Exercise aim:
Find the lines below holding the word "fields" and copy each of them.

Collected data:

=-=-=-=-=

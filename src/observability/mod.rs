//! Observability subsystem
//!
//! Structured JSON logging with typed lifecycle events.
//!
//! # Principles
//!
//! 1. Observability is read-only: no side effects on execution
//! 2. No async or background threads
//! 3. Deterministic output
//! 4. Observability failure never fails the primary operation

mod events;
mod logger;

pub use events::Event;
pub use logger::{Logger, Severity};

/// Log a lifecycle event with fields, at the event's own severity.
pub fn log_event(event: Event, fields: &[(&str, &str)]) {
    Logger::log(event.severity(), event.as_str(), fields);
}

=-=-=-=-=

Answer to this problem:
/// Log a lifecycle event with fields, at the event's own severity.
pub fn log_event(event: Event, fields: &[(&str, &str)]) {
    Logger::log(event.severity(), event.as_str(), fields);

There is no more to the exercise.